## Required action:
Print exactly the lines starting at the one that contains "assert_eq!(host.calls().len(), 1);" and ending at the last line of the listing below.

## Extracted information:
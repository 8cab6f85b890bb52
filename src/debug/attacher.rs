//! Debug attacher - attach first, resume last.

use super::{AttachError, DebugAttachRequest, DebugHost, DebugSession};
use crate::launch::{ProcessError, ResumedProcess, SuspendedProcess};

/// A process running under a debug session
#[derive(Debug)]
pub struct Attached {
    pub session: DebugSession,
    pub process: ResumedProcess,
}

/// Why an attach did not end with a running, debugged process
#[derive(Debug)]
pub enum AttachFailure {
    /// Nothing attached. The process is handed back, still suspended.
    Rejected {
        error: AttachError,
        process: SuspendedProcess,
    },
    /// Attached, but the release failed and the process is gone.
    ReleaseFailed {
        session: DebugSession,
        error: ProcessError,
    },
}

impl AttachFailure {
    pub fn describe(&self) -> String {
        match self {
            AttachFailure::Rejected { error, .. } => error.to_string(),
            AttachFailure::ReleaseFailed { error, .. } => error.to_string(),
        }
    }
}

pub type AttachResult = Result<Attached, AttachFailure>;

/// Drives one attach-then-resume against an injected host
pub struct DebugAttacher<'h, H: DebugHost + ?Sized> {
    host: &'h mut H,
}

impl<'h, H: DebugHost + ?Sized> DebugAttacher<'h, H> {
    pub fn new(host: &'h mut H) -> Self {
        Self { host }
    }

    /// Attach `request`'s engines to `process`, then resume it.
    ///
    /// The process is resumed only once the host confirms the attach.
    pub fn attach(&mut self, process: SuspendedProcess, request: &DebugAttachRequest) -> AttachResult {
        if let Err(error) = Self::check(&process, request) {
            return Err(AttachFailure::Rejected { error, process });
        }

        log::info!(
            "Attaching {} host to process {} (engines: {})",
            self.host.name(),
            request.target_pid,
            request
                .engines
                .iter()
                .map(|e| e.to_string())
                .collect::<Vec<_>>()
                .join(", ")
        );

        let session = match self.host.attach_existing(request) {
            Ok(session) => session,
            Err(error) => {
                log::warn!("Attach to process {} failed: {}", request.target_pid, error);
                return Err(AttachFailure::Rejected { error, process });
            }
        };

        log::info!(
            "Attached session {} to process {}",
            session.id,
            session.pid
        );

        match self.host.release(&session, process) {
            Ok(process) => Ok(Attached { session, process }),
            Err(error) => Err(AttachFailure::ReleaseFailed { session, error }),
        }
    }

    /// Preconditions checked before the host sees anything
    fn check(process: &SuspendedProcess, request: &DebugAttachRequest) -> Result<(), AttachError> {
        if request.target_pid == 0 {
            return Err(AttachError::InvalidProcessId);
        }
        if request.target_pid != process.pid().get() {
            return Err(AttachError::ProcessMismatch {
                requested: request.target_pid,
                actual: process.pid().get(),
            });
        }
        if request.engines.is_empty() {
            return Err(AttachError::NoEngines);
        }
        Ok(())
    }
}

#[cfg(all(test, target_os = "linux"))]
mod tests {
    use super::*;
    use crate::debug::{DebugEngine, HostCall, RecordingHost};
    use crate::launch::{observe, LaunchRequest, ProcessExit, ProcessStatus, SuspendedLauncher};

    fn launch_true() -> (SuspendedProcess, LaunchRequest) {
        let request = LaunchRequest::new("/bin/true");
        let process = SuspendedLauncher::new().launch(&request).unwrap();
        (process, request)
    }

    #[test]
    fn test_zero_pid_fails_without_host_call() {
        let (process, _) = launch_true();
        let mut host = RecordingHost::new();

        let request = DebugAttachRequest::new(0, "/bin/true");
        let result = DebugAttacher::new(&mut host).attach(process, &request);

        match result {
            Err(AttachFailure::Rejected {
                error: AttachError::InvalidProcessId,
                process,
            }) => {
                assert_eq!(observe(process.pid()), ProcessStatus::Stopped);
                process.terminate().unwrap();
            }
            other => panic!("unexpected result: {:?}", other),
        }
        assert!(host.calls().is_empty());
    }

    #[test]
    fn test_empty_engine_set_fails_without_host_call() {
        let (process, launch) = launch_true();
        let mut host = RecordingHost::new();

        let request = DebugAttachRequest::for_process(&process, &launch).with_engines([]);
        let result = DebugAttacher::new(&mut host).attach(process, &request);

        assert!(matches!(
            result,
            Err(AttachFailure::Rejected {
                error: AttachError::NoEngines,
                ..
            })
        ));
        assert!(host.calls().is_empty());
    }

    #[test]
    fn test_attach_then_release_order() {
        let (process, launch) = launch_true();
        let pid = process.pid().get();
        let mut host = RecordingHost::new();

        let request = DebugAttachRequest::for_process(&process, &launch);
        let attached = DebugAttacher::new(&mut host).attach(process, &request).unwrap();

        let calls = host.calls();
        assert_eq!(calls.len(), 2);
        assert!(matches!(
            &calls[0],
            HostCall::Attach { pid: p, accepted: true, target: Some(ProcessStatus::Stopped), .. } if *p == pid
        ));
        assert!(matches!(
            &calls[1],
            HostCall::Release { pid: p, target: Some(ProcessStatus::Stopped), .. } if *p == pid
        ));

        assert_eq!(attached.process.wait().unwrap(), ProcessExit::Code(0));
    }

    #[test]
    fn test_unsupported_engine_keeps_process_suspended() {
        let (process, launch) = launch_true();
        let mut host = RecordingHost::new();

        let request = DebugAttachRequest::for_process(&process, &launch)
            .with_engines([DebugEngine::Native, DebugEngine::Custom("quantum".into())]);

        match DebugAttacher::new(&mut host).attach(process, &request) {
            Err(AttachFailure::Rejected {
                error: AttachError::UnsupportedEngine { engine, .. },
                process,
            }) => {
                assert_eq!(engine, DebugEngine::Custom("quantum".into()));
                assert_eq!(observe(process.pid()), ProcessStatus::Stopped);
                process.terminate().unwrap();
            }
            other => panic!("unexpected result: {:?}", other),
        }

        // One atomic attach attempt, never a release
        assert_eq!(host.calls().len(), 1);
        assert!(!host.released_any());
    }
}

## Solved problem:
        assert_eq!(host.calls().len(), 1);
        assert!(!host.released_any());
    }
}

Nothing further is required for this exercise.